Research by accountants UHY Hacker Young out today shows that 116 companies left AIM in 2011, 24 during Q4 alone. And while the number of departures keeps going up, new listings are down, dropping 38% from 26 in Q3 2011 to just 16 in Q4.
Why the mass exodus? Seven out of the 24 companies that came off the index in the last quarter cited financial stress as the key factor behind the decision to go private. But the overwhelming number – 38% - dropped off the AIM grid through mergers or acquisitions, indicative of further financial turmoil. It’s the only way for many of these firms to grow as they spurn secondary listings or further outside investment.
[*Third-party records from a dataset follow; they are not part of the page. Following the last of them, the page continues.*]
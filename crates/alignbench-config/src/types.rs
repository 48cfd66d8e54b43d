// Copyright 2025 Neuraville Inc.
// SPDX-License-Identifier: Apache-2.0

//! Configuration type definitions
//!
//! This module defines all configuration structs that map to sections in
//! `alignbench.toml`.

use serde::{Deserialize, Serialize};
use std::path::PathBuf;

/// Root configuration structure
#[derive(Debug, Clone, Default, PartialEq, Deserialize, Serialize)]
#[serde(default)]
pub struct BenchmarkConfig {
    pub evaluation: EvaluationConfig,
    pub sweep: SweepConfig,
    pub pairwise: PairwiseConfig,
    pub srm: SrmConfig,
    pub decoder: DecoderConfig,
    pub logging: LoggingConfig,
}

/// Objective evaluation settings
#[derive(Debug, Clone, PartialEq, Deserialize, Serialize)]
#[serde(default)]
pub struct EvaluationConfig {
    /// Worker threads for the cross-validation fold loop
    pub workers: usize,
    /// `nearest_centroid` or `logistic`
    pub decoder: String,
    /// Also score unaligned features for comparison
    pub compute_baseline: bool,
    pub compute_alignment_correlation: bool,
}

impl Default for EvaluationConfig {
    fn default() -> Self {
        Self {
            workers: 1,
            decoder: "nearest_centroid".to_string(),
            compute_baseline: true,
            compute_alignment_correlation: true,
        }
    }
}

/// Which configurations the sweep enumerates (target subject × method)
#[derive(Debug, Clone, PartialEq, Deserialize, Serialize)]
#[serde(default)]
pub struct SweepConfig {
    pub target_subjects: Vec<String>,
    pub methods: Vec<String>,
}

impl Default for SweepConfig {
    fn default() -> Self {
        Self {
            target_subjects: vec!["sub-08".to_string()],
            methods: vec!["identity".to_string()],
        }
    }
}

/// Pairwise alignment parameters
#[derive(Debug, Clone, PartialEq, Deserialize, Serialize)]
#[serde(default)]
pub struct PairwiseConfig {
    pub n_pieces: usize,
    pub ridge_alpha: f64,
    pub ot_epsilon: f64,
    pub ot_iterations: usize,
}

impl Default for PairwiseConfig {
    fn default() -> Self {
        Self {
            n_pieces: 1,
            ridge_alpha: 1.0,
            ot_epsilon: 0.1,
            ot_iterations: 200,
        }
    }
}

/// Shared response model parameters
#[derive(Debug, Clone, PartialEq, Deserialize, Serialize)]
#[serde(default)]
pub struct SrmConfig {
    pub n_components: usize,
    pub n_iterations: usize,
    pub seed: u64,
}

impl Default for SrmConfig {
    fn default() -> Self {
        Self {
            n_components: 10,
            n_iterations: 10,
            seed: 0,
        }
    }
}

/// Logistic decoder training parameters (unused by `nearest_centroid`)
#[derive(Debug, Clone, PartialEq, Deserialize, Serialize)]
#[serde(default)]
pub struct DecoderConfig {
    pub learning_rate: f64,
    pub epochs: usize,
    pub l2: f64,
}

impl Default for DecoderConfig {
    fn default() -> Self {
        Self {
            learning_rate: 0.1,
            epochs: 200,
            l2: 1e-3,
        }
    }
}

/// Logging configuration
#[derive(Debug, Clone, PartialEq, Deserialize, Serialize)]
#[serde(default)]
pub struct LoggingConfig {
    pub level: String,
    /// Empty disables file logging
    pub log_dir: PathBuf,
    pub retention_days: u64,
    pub retention_runs: usize,
}

impl Default for LoggingConfig {
    fn default() -> Self {
        Self {
            level: "info".to_string(),
            log_dir: PathBuf::new(),
            retention_days: 7,
            retention_runs: 20,
        }
    }
}
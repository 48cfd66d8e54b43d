// Copyright 2025 Neuraville Inc.
// SPDX-License-Identifier: Apache-2.0

/*!
Error taxonomy shared by the data model, the solvers and the evaluator.

Every variant is terminal for an evaluation run. Nothing here is retried or
recovered locally: a failed run reports no metric at all.
*/

use crate::subject::Subject;
use std::fmt::Display;
use thiserror::Error;

/// Errors that can occur anywhere in an alignment benchmark run
#[derive(Error, Debug, Clone, PartialEq)]
pub enum AlignBenchError {
    /// Partitioning left no source subjects (fatal, raised before any fitting)
    #[error("Empty source set: no source subjects remain for target '{target}'")]
    EmptySourceSet { target: Subject },

    /// An alignment estimator could not be fit
    #[error("Estimator fit failure [{method}]{}: {reason}", describe_subject(.subject))]
    EstimatorFitFailure {
        subject: Option<Subject>,
        method: String,
        reason: String,
    },

    /// A cross-validation fold has no rows on its train or test side
    #[error("Fold imbalance for held-out subject '{subject}': {train_rows} train rows, {test_rows} test rows")]
    FoldImbalance {
        subject: Subject,
        train_rows: usize,
        test_rows: usize,
    },

    /// Array sizes disagree (feature rows vs labels, volume vs mask, ...)
    #[error("Data shape mismatch during {stage}: expected {expected}, got {actual}")]
    DataShapeMismatch {
        stage: String,
        expected: String,
        actual: String,
    },

    #[error("Empty table: {0}")]
    EmptyTable(String),

    #[error("Missing volume: {0}")]
    MissingVolume(String),

    #[error("Unknown subject: {0}")]
    UnknownSubject(Subject),

    /// Operation called out of order on a stateful component
    #[error("Invalid state: expected {expected}, found {actual}")]
    InvalidState { expected: String, actual: String },

    #[error("Invalid parameter: {0}")]
    InvalidParameter(String),
}

fn describe_subject(subject: &Option<Subject>) -> String {
    match subject {
        Some(subject) => format!(" for subject '{}'", subject),
        None => String::new(),
    }
}

impl AlignBenchError {
    /// Build an [`AlignBenchError::EstimatorFitFailure`]
    pub fn fit_failure(
        subject: Option<&Subject>,
        method: impl Into<String>,
        reason: impl Into<String>,
    ) -> Self {
        AlignBenchError::EstimatorFitFailure {
            subject: subject.cloned(),
            method: method.into(),
            reason: reason.into(),
        }
    }

    /// Build an [`AlignBenchError::DataShapeMismatch`]
    pub fn shape_mismatch(
        stage: impl Into<String>,
        expected: impl Display,
        actual: impl Display,
    ) -> Self {
        AlignBenchError::DataShapeMismatch {
            stage: stage.into(),
            expected: expected.to_string(),
            actual: actual.to_string(),
        }
    }

    /// Attach a subject to a fit failure that was raised without one.
    ///
    /// Other variants are returned unchanged.
    pub fn with_subject(self, subject: &Subject) -> Self {
        match self {
            AlignBenchError::EstimatorFitFailure {
                subject: None,
                method,
                reason,
            } => AlignBenchError::EstimatorFitFailure {
                subject: Some(subject.clone()),
                method,
                reason,
            },
            other => other,
        }
    }
}

/// Result type for alignbench operations
pub type AlignBenchResult<T> = Result<T, AlignBenchError>;
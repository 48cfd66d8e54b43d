// Copyright 2025 Neuraville Inc.
// SPDX-License-Identifier: Apache-2.0

//! CLI argument parsing for per-crate debug flags
//!
//! Supports flags like `--debug-alignbench-evaluation`, `--debug-alignbench-solvers`, etc.
//! to raise logging to `debug` per crate.

use std::collections::BTreeMap;
use std::env;

use crate::KNOWN_CRATES;

/// Debug flags parsed from command-line arguments
///
/// # Example
/// ```rust
/// use alignbench_observability::CrateDebugFlags;
///
/// let flags = CrateDebugFlags::from_args(vec!["--debug-alignbench-solvers".to_string()]);
/// assert!(flags.is_enabled("alignbench-solvers"));
/// ```
#[derive(Debug, Clone, Default)]
pub struct CrateDebugFlags {
    pub enabled_crates: BTreeMap<String, bool>,
}

impl CrateDebugFlags {
    /// Parse debug flags from command-line arguments
    ///
    /// Looks for arguments matching `--debug-{crate-name}` pattern.
    /// Also supports `--debug-all` to enable all crates.
    pub fn from_args<I>(args: I) -> Self
    where
        I: IntoIterator<Item = String>,
    {
        let mut flags = CrateDebugFlags::default();

        for arg in args {
            if arg == "--debug-all" {
                flags.enable_all();
                continue;
            }
            if let Some(crate_name) = arg.strip_prefix("--debug-") {
                flags.enable(crate_name);
            }
        }

        flags
    }

    /// Enable debug logging for one crate
    pub fn enable(&mut self, crate_name: &str) {
        self.enabled_crates.insert(crate_name.to_string(), true);
    }

    /// Enable debug logging for every known crate
    pub fn enable_all(&mut self) {
        for crate_name in KNOWN_CRATES {
            self.enable(crate_name);
        }
    }

    /// Check if debug is enabled for a specific crate
    pub fn is_enabled(&self, crate_name: &str) -> bool {
        self.enabled_crates.contains_key(crate_name)
    }

    pub fn enabled_crates(&self) -> Vec<&String> {
        self.enabled_crates.keys().collect()
    }

    pub fn any_enabled(&self) -> bool {
        !self.enabled_crates.is_empty()
    }

    /// `DEBUG` if enabled for the crate, `INFO` otherwise
    pub fn log_level(&self, crate_name: &str) -> tracing::Level {
        if self.is_enabled(crate_name) {
            tracing::Level::DEBUG
        } else {
            tracing::Level::INFO
        }
    }

    /// Filter string for `EnvFilter` with `info` as the default level
    pub fn to_filter_string(&self) -> String {
        self.to_filter_string_with_default("info")
    }

    /// Filter string for `EnvFilter`
    ///
    /// Format: `alignbench-solvers=debug,alignbench_solvers=debug,<default>`. Both
    /// spellings are emitted because explicit targets use the package name while
    /// module paths use the library name.
    pub fn to_filter_string_with_default(&self, default_level: &str) -> String {
        let mut filters = Vec::new();
        for crate_name in self.enabled_crates.keys() {
            filters.push(format!("{}=debug", crate_name));
            let module_name = crate_name.replace('-', "_");
            if module_name != *crate_name {
                filters.push(format!("{}=debug", module_name));
            }
        }
        filters.push(default_level.to_string());
        filters.join(",")
    }

    /// Merge crate names from an `ALIGNBENCH_DEBUG`-style value
    ///
    /// `all` enables every known crate; otherwise the value is a comma-separated list.
    pub fn merge_env_value(&mut self, value: &str) {
        if value.trim() == "all" {
            self.enable_all();
            return;
        }
        for crate_name in value.split(',') {
            let crate_name = crate_name.trim();
            if !crate_name.is_empty() {
                self.enable(crate_name);
            }
        }
    }
}

/// Parse debug flags from the process arguments and `ALIGNBENCH_DEBUG`
pub fn parse_debug_flags() -> CrateDebugFlags {
    let mut flags = CrateDebugFlags::from_args(env::args());
    if let Ok(env_var) = env::var("ALIGNBENCH_DEBUG") {
        flags.merge_env_value(&env_var);
    }
    flags
}

/// Generate help text for debug flags
pub fn debug_flags_help() -> String {
    format!(
        r#"Debug Flags:
  --debug-all                    Enable debug logging for all crates
  --debug-{{crate-name}}          Enable debug logging for specific crate

Available crates:
  {}

Environment Variable:
  ALIGNBENCH_DEBUG={{crate-name}}[,{{crate-name}}]  Enable debug for crates (comma-separated)
  ALIGNBENCH_DEBUG=all                               Enable debug for all crates

Examples:
  --debug-alignbench-evaluation
  --debug-alignbench-evaluation --debug-alignbench-solvers
  ALIGNBENCH_DEBUG=alignbench-evaluation,alignbench-solvers
"#,
        KNOWN_CRATES.join(", ")
    )
}

#[cfg(test)]
mod tests {
    use super::*;

    #[test]
    fn test_single_crate_flag() {
        let flags = CrateDebugFlags::from_args(vec!["--debug-alignbench-solvers".to_string()]);
        assert!(flags.is_enabled("alignbench-solvers"));
        assert!(!flags.is_enabled("alignbench-evaluation"));
    }

    #[test]
    fn test_debug_all() {
        let flags = CrateDebugFlags::from_args(vec!["--debug-all".to_string()]);
        for crate_name in KNOWN_CRATES {
            assert!(flags.is_enabled(crate_name), "{} should be enabled", crate_name);
        }
    }

    #[test]
    fn test_filter_string_covers_both_spellings() {
        let flags = CrateDebugFlags::from_args(vec!["--debug-alignbench-solvers".to_string()]);
        assert_eq!(
            flags.to_filter_string(),
            "alignbench-solvers=debug,alignbench_solvers=debug,info"
        );
        assert_eq!(CrateDebugFlags::default().to_filter_string_with_default("warn"), "warn");
    }

    #[test]
    fn test_env_value() {
        let mut flags = CrateDebugFlags::default();
        flags.merge_env_value("alignbench-config, alignbench-evaluation,");
        assert_eq!(flags.enabled_crates().len(), 2);

        let mut all = CrateDebugFlags::default();
        all.merge_env_value("all");
        assert_eq!(all.enabled_crates().len(), KNOWN_CRATES.len());
    }

    #[test]
    fn test_log_level() {
        let flags = CrateDebugFlags::from_args(vec!["--debug-alignbench-evaluation".to_string()]);
        assert_eq!(flags.log_level("alignbench-evaluation"), tracing::Level::DEBUG);
        assert_eq!(flags.log_level("alignbench-solvers"), tracing::Level::INFO);
    }
}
‘Anaemic economic growth has meant worsening trading conditions for many domestically focused AIM companies,’ explains Laurence Sacker, partner at UHY Hacker Young. ‘Unfortunately that has led to a rise in the number of AIM companies being forced off the AIM market because of weak finances.’
On the surface, the outlook is bleak for AIM: the total number of listings on the junior market has been steadily dwindling over the past five years, from around 1,600 in 2006 to 1,150 in 2011. But it’s not all doom and gloom. Money raised through secondary fundraisings and class transactions (placing and Rights Issues etc) remains relatively high, reaching £3.4bn to the end of November 2011 (but down 25% on the £4.5bn raised over the same period last year).
The sums of cash involved are also shrinking, alas; the amount raised through IPOs in 2011 just hit £513m, down from £903m in 2010.
‘In the short term, a full recovery in the IPO market seems unlikely,’ says cynical Sacker. ‘Investors have retrenched into defensive assets and until they have confidence that politicians have fixed the eurozone crisis once and for all, they are unlikely to return to the AIM market en masse.’